6 Responses to “Wanted: Junior High Options for High Functioning Kid with Down syndrome. Now.”

  1. So, open enrollment is not the same as school of choice? Here we have some school of choice options. When the school elects to be school of choice for a given year (done when enrollment is low, luckily not always low because it’s a low-performing school) the enrollment works like a charter school…which is to say they cannot discriminate against those with an IEP. We did get selected for a charter school and like you said, we could have sent our kid, but the services would be much less because the resources/money is not always in place despite charter schools supposedly getting the same money from the state. Anyway, just sending virtual sympathy. We had a very crappy situation with our neighborhood school (after the end of a great year with amazing staff, the SpecEd administration decided not to fund support, but to shift to a contained program in a low performing school). Luckily we have an amazing school for both kids this year via school of choice. Of course we have to transport them 35+ minutes each way. Totally worth it, but still…not viable for most people and speaks volumes about our local district. Best wishes for a great option to magically appear for you guys. On the days when I feel like it shouldn’t be so effing hard, I really wonder at how awfully crap all this likely was for the previous generation of parents and kids.

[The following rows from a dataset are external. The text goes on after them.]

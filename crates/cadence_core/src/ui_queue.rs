//! UI thread event queue
//!
//! The thread that creates a [`UiEventQueue`] becomes the UI thread. Other
//! threads post tasks into the queue; the UI thread drains them from its event
//! loop with [`UiEventQueue::run_pending`] or [`UiEventQueue::wait_and_run`].

use crate::error::{CoreError, Result};
use std::sync::atomic::{AtomicUsize, Ordering};
use std::sync::mpsc::{self, Receiver, RecvTimeoutError, Sender};
use std::sync::{Arc, Mutex, PoisonError};
use std::thread::{self, ThreadId};
use std::time::Duration;

/// A unit of work handed across the thread boundary
pub type Task = Box<dyn FnOnce() + Send + 'static>;

/// Extract a readable message from a panic payload
pub fn panic_message(payload: &(dyn std::any::Any + Send)) -> String {
    payload
        .downcast_ref::<&str>()
        .map(|s| (*s).to_string())
        .or_else(|| payload.downcast_ref::<String>().cloned())
        .unwrap_or_else(|| "unknown panic".to_string())
}

/// Run a task, catching and logging a panic instead of unwinding into the caller
///
/// Returns `true` if the task completed normally.
pub fn run_isolated(task: Task, origin: &str) -> bool {
    match std::panic::catch_unwind(std::panic::AssertUnwindSafe(task)) {
        Ok(()) => true,
        Err(payload) => {
            tracing::error!(
                origin = origin,
                "Task panicked on {:?}: {}",
                thread::current().name(),
                panic_message(payload.as_ref())
            );
            false
        }
    }
}

struct QueueInner {
    ui_thread: ThreadId,
    sender: Sender<Task>,
    receiver: Mutex<Receiver<Task>>,
    queued: AtomicUsize,
}

/// A cloneable handle to the UI thread's task queue
#[derive(Clone)]
pub struct UiEventQueue {
    inner: Arc<QueueInner>,
}

impl UiEventQueue {
    /// Create a queue owned by the calling thread
    pub fn new() -> Self {
        let (sender, receiver) = mpsc::channel();
        Self {
            inner: Arc::new(QueueInner {
                ui_thread: thread::current().id(),
                sender,
                receiver: Mutex::new(receiver),
                queued: AtomicUsize::new(0),
            }),
        }
    }

    /// Check whether the calling thread is the UI thread
    pub fn is_ui_thread(&self) -> bool {
        thread::current().id() == self.inner.ui_thread
    }

    /// Number of tasks posted but not yet run
    pub fn queued(&self) -> usize {
        self.inner.queued.load(Ordering::Acquire)
    }

    /// Post a task to be run on the UI thread
    pub fn post(&self, task: Task) {
        self.inner.queued.fetch_add(1, Ordering::AcqRel);
        if self.inner.sender.send(task).is_err() {
            self.inner.queued.fetch_sub(1, Ordering::AcqRel);
            tracing::error!("UI event queue receiver dropped, task discarded");
        }
    }

    /// Run every task currently queued
    ///
    /// Must be called from the UI thread. Returns the number of tasks run.
    pub fn run_pending(&self) -> Result<usize> {
        self.check_thread("run_pending")?;
        let receiver = self
            .inner
            .receiver
            .lock()
            .unwrap_or_else(PoisonError::into_inner);

        let mut ran = 0;
        while let Ok(task) = receiver.try_recv() {
            self.inner.queued.fetch_sub(1, Ordering::AcqRel);
            run_isolated(task, "ui");
            ran += 1;
        }
        Ok(ran)
    }

    /// Block for up to `timeout` waiting for a task, then drain the queue
    ///
    /// Must be called from the UI thread. Returns the number of tasks run,
    /// which is zero if the timeout elapsed without any task arriving.
    pub fn wait_and_run(&self, timeout: Duration) -> Result<usize> {
        self.check_thread("wait_and_run")?;
        let first = {
            let receiver = self
                .inner
                .receiver
                .lock()
                .unwrap_or_else(PoisonError::into_inner);
            match receiver.recv_timeout(timeout) {
                Ok(task) => task,
                Err(RecvTimeoutError::Timeout) => return Ok(0),
                Err(RecvTimeoutError::Disconnected) => {
                    return Err(CoreError::Disconnected("UI event queue".to_string()))
                }
            }
        };
        self.inner.queued.fetch_sub(1, Ordering::AcqRel);
        run_isolated(first, "ui");
        Ok(1 + self.run_pending()?)
    }

    fn check_thread(&self, operation: &str) -> Result<()> {
        if self.is_ui_thread() {
            return Ok(());
        }
        Err(CoreError::WrongThread(format!(
            "{operation} must be called from the UI thread, not {:?}",
            thread::current().name().unwrap_or("<unnamed>")
        )))
    }
}

impl Default for UiEventQueue {
    fn default() -> Self {
        Self::new()
    }
}

impl std::fmt::Debug for UiEventQueue {
    fn fmt(&self, f: &mut std::fmt::Formatter<'_>) -> std::fmt::Result {
        f.debug_struct("UiEventQueue")
            .field("ui_thread", &self.inner.ui_thread)
            .field("queued", &self.queued())
            .finish()
    }
}

#[cfg(test)]
mod tests {
    use super::*;
    use std::sync::atomic::AtomicBool;

    #[test]
    fn test_posted_tasks_run_on_ui_thread() {
        let queue = UiEventQueue::new();
        let ui_thread = thread::current().id();
        let ran_on = Arc::new(Mutex::new(None));

        let remote = queue.clone();
        let slot = Arc::clone(&ran_on);
        thread::spawn(move || {
            assert!(!remote.is_ui_thread());
            remote.post(Box::new(move || {
                *slot.lock().unwrap() = Some(thread::current().id());
            }));
        })
        .join()
        .unwrap();

        assert_eq!(queue.queued(), 1);
        assert_eq!(queue.run_pending().unwrap(), 1);
        assert_eq!(queue.queued(), 0);
        assert_eq!(*ran_on.lock().unwrap(), Some(ui_thread));
    }

    #[test]
    fn test_run_pending_rejects_other_threads() {
        let queue = UiEventQueue::new();
        let remote = queue.clone();
        let result = thread::spawn(move || remote.run_pending()).join().unwrap();
        assert!(matches!(result, Err(CoreError::WrongThread(_))));
    }

    #[test]
    fn test_panicking_task_does_not_stop_the_queue() {
        let queue = UiEventQueue::new();
        let after = Arc::new(AtomicBool::new(false));
        let flag = Arc::clone(&after);

        queue.post(Box::new(|| panic!("boom")));
        queue.post(Box::new(move || flag.store(true, Ordering::SeqCst)));

        assert_eq!(queue.run_pending().unwrap(), 2);
        assert!(after.load(Ordering::SeqCst));
    }

    #[test]
    fn test_wait_and_run_times_out_when_idle() {
        let queue = UiEventQueue::new();
        assert_eq!(queue.wait_and_run(Duration::from_millis(5)).unwrap(), 0);
    }

    #[test]
    fn test_panic_message_extraction() {
        let payload: Box<dyn std::any::Any + Send> = Box::new("static str");
        assert_eq!(panic_message(payload.as_ref()), "static str");

        let payload: Box<dyn std::any::Any + Send> = Box::new(String::from("owned"));
        assert_eq!(panic_message(payload.as_ref()), "owned");

        let payload: Box<dyn std::any::Any + Send> = Box::new(42u32);
        assert_eq!(panic_message(payload.as_ref()), "unknown panic");
    }
}
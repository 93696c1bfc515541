// Copyright (c) 2016-2020 Fabian Schuiki

//! Diagnostics and the error taxonomy of the preprocessor.
//!
//! Fatal conditions surface as an [`Error`] returned from the driver.
//! Everything else becomes a [`Diagnostic`] accumulated in encounter order;
//! processing continues on the next logical line.

use std::fmt;

use thiserror::Error;

/// A fatal preprocessing failure. Only conditions that terminate the
/// invocation are represented here; recoverable conditions are reported as
/// [`Diagnostic`]s instead.
#[derive(Debug, Error)]
pub enum Error {
    /// The primary input or an include file could not be opened or read.
    #[error("I/O error: {0}")]
    Io(#[from] std::io::Error),
    /// An include reference did not resolve to an existing file.
    #[error("include not found: {0}")]
    IncludeNotFound(String),
    /// Tokenization failed in a context that cannot be skipped.
    #[error("lexical error: {0}")]
    Lex(String),
    /// A directive line was malformed beyond recovery.
    #[error("directive error: {0}")]
    Directive(String),
    /// Macro expansion failed in a context that cannot be skipped.
    #[error("expansion error: {0}")]
    Expansion(String),
    /// A controlling expression could not be evaluated.
    #[error("expression error: {0}")]
    Expression(String),
    /// An `#error` directive was reached in an enabled branch.
    #[error("{0}")]
    User(String),
}

/// Diagnostic severity. Warnings never affect the output; errors mark the
/// line they occurred on but processing continues unless the condition is
/// fatal.
#[derive(Debug, Clone, Copy, PartialEq, Eq)]
pub enum Severity {
    Warning,
    Error,
}

impl fmt::Display for Severity {
    fn fmt(&self, f: &mut fmt::Formatter) -> fmt::Result {
        match self {
            Severity::Warning => write!(f, "warning"),
            Severity::Error => write!(f, "error"),
        }
    }
}

/// A single reported condition, located at a file and logical line.
#[derive(Debug, Clone)]
pub struct Diagnostic {
    pub severity: Severity,
    pub file: String,
    pub line: u64,
    pub message: String,
}

impl Diagnostic {
    pub fn warning(file: impl Into<String>, line: u64, message: impl Into<String>) -> Diagnostic {
        Diagnostic {
            severity: Severity::Warning,
            file: file.into(),
            line,
            message: message.into(),
        }
    }

    pub fn error(file: impl Into<String>, line: u64, message: impl Into<String>) -> Diagnostic {
        Diagnostic {
            severity: Severity::Error,
            file: file.into(),
            line,
            message: message.into(),
        }
    }
}

impl fmt::Display for Diagnostic {
    fn fmt(&self, f: &mut fmt::Formatter) -> fmt::Result {
        write!(
            f,
            "{}:{}: {}: {}",
            self.file, self.line, self.severity, self.message
        )
    }
}

#[cfg(test)]
mod tests {
    use super::*;

    #[test]
    fn diagnostic_rendering() {
        let d = Diagnostic::error("main.f", 12, "unknown directive '#frobnicate'");
        assert_eq!(
            d.to_string(),
            "main.f:12: error: unknown directive '#frobnicate'"
        );
        let w = Diagnostic::warning("main.f", 3, "extra tokens after #endif");
        assert_eq!(w.to_string(), "main.f:3: warning: extra tokens after #endif");
    }
}
// Copyright (c) 2016-2020 Fabian Schuiki

//! The directive interpreter.
//!
//! This is the top-level driver. It pulls logical lines from the stack of
//! input sources, classifies each as a directive or a source line, and
//! either interprets the directive or expands and emits the line. Every
//! logical input line yields exactly one output line: directive lines and
//! lines suppressed by the conditional stack become blank lines so that
//! line numbers survive into the downstream compiler.

use std::collections::HashMap;
use std::fmt;
use std::io::Write;
use std::path::Path;

use log::debug;

use crate::builtins;
use crate::cond::CondStack;
use crate::config::Config;
use crate::diag::{Diagnostic, Error};
use crate::eval::evaluate;
use crate::expand::{ExpandContext, Expander};
use crate::include::{self, IncludeKind};
use crate::source::{LogicalLine, SourceFrame, SourceStack};
use crate::table::{Macro, MacroTable};
use crate::token::{render, Mode, Token, TokenKind, Tokenizer};

/// Hard cap on include nesting. Cycles are prevented by user-placed guards;
/// this bound merely keeps an unguarded self-include from exhausting the
/// process.
const MAX_INCLUDE_DEPTH: usize = 64;

/// A single preprocessing invocation. Owns the macro table, the conditional
/// stack, and the stack of open sources for its lifetime.
pub struct Preprocessor {
    sources: SourceStack,
    table: MacroTable,
    conds: CondStack,
    config: Config,
    diags: Vec<Diagnostic>,
}
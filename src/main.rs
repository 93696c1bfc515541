// Copyright (c) 2016-2020 Fabian Schuiki

//! The command-line front-end. Parses the flags into a [`fpp::Config`] and
//! hands off to the library; all preprocessing semantics live there.

use std::fs::File;
use std::io::{self, BufWriter, Write};
use std::path::PathBuf;
use std::process::ExitCode;

use clap::Parser;

use fpp::{Config, Severity};

#[derive(Parser)]
#[command(name = "fpp", version, about = "Preprocess a source file")]
struct Args {
    /// The file to preprocess.
    input: PathBuf,
    /// Define a macro, as NAME or NAME=VALUE.
    #[arg(short = 'D', value_name = "NAME[=VALUE]")]
    define: Vec<String>,
    /// Undefine a macro after the -D definitions are applied.
    #[arg(short = 'U', value_name = "NAME")]
    undef: Vec<String>,
    /// Add a directory to the include search path.
    #[arg(short = 'I', value_name = "DIR")]
    include: Vec<PathBuf>,
    /// Write output to a file instead of standard output.
    #[arg(short = 'o', value_name = "FILE")]
    output: Option<PathBuf>,
    /// Emit source lines verbatim; only directives are processed.
    #[arg(long)]
    no_expand: bool,
    /// Strip comments from emitted source lines.
    #[arg(long)]
    strip_comments: bool,
}

fn main() -> ExitCode {
    env_logger::init();
    let args = Args::parse();

    let mut config = Config {
        include_dirs: args.include,
        expand_macros: !args.no_expand,
        exclude_comments: args.strip_comments,
        ..Config::default()
    };
    for spec in &args.define {
        config.define(spec);
    }
    for name in &args.undef {
        config.undefine(name);
    }

    let result = match &args.output {
        Some(path) => match File::create(path) {
            Ok(file) => {
                let mut out = BufWriter::new(file);
                fpp::preprocess(&args.input, &mut out, config).and_then(|diags| {
                    out.flush()?;
                    Ok(diags)
                })
            }
            Err(error) => {
                eprintln!("fpp: cannot create '{}': {}", path.display(), error);
                return ExitCode::FAILURE;
            }
        },
        None => {
            let stdout = io::stdout();
            let mut out = stdout.lock();
            fpp::preprocess(&args.input, &mut out, config)
        }
    };

    match result {
        Ok(diags) => {
            let mut failed = false;
            for diag in &diags {
                eprintln!("{}", diag);
                failed |= diag.severity == Severity::Error;
            }
            if failed {
                ExitCode::FAILURE
            } else {
                ExitCode::SUCCESS
            }
        }
        Err(error) => {
            eprintln!("fpp: {}", error);
            ExitCode::FAILURE
        }
    }
}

  2. Have you heard of KIPP charter schools? We have them in Greenville but they aren’t listed on the KIPP.ORG website- regardless a friend who was getting middle school flac from the school district mentioned that when they lived in Philly they used them and the philosophy was such that their child with Ds was welcomed in the regular class so when she moved here she looked for one and is doing the same here. I didn’t see AZ listed on the website- but I’m wondering if that exists there….

  3. thank you karly! ack, it’s not easy for anyone, i fear….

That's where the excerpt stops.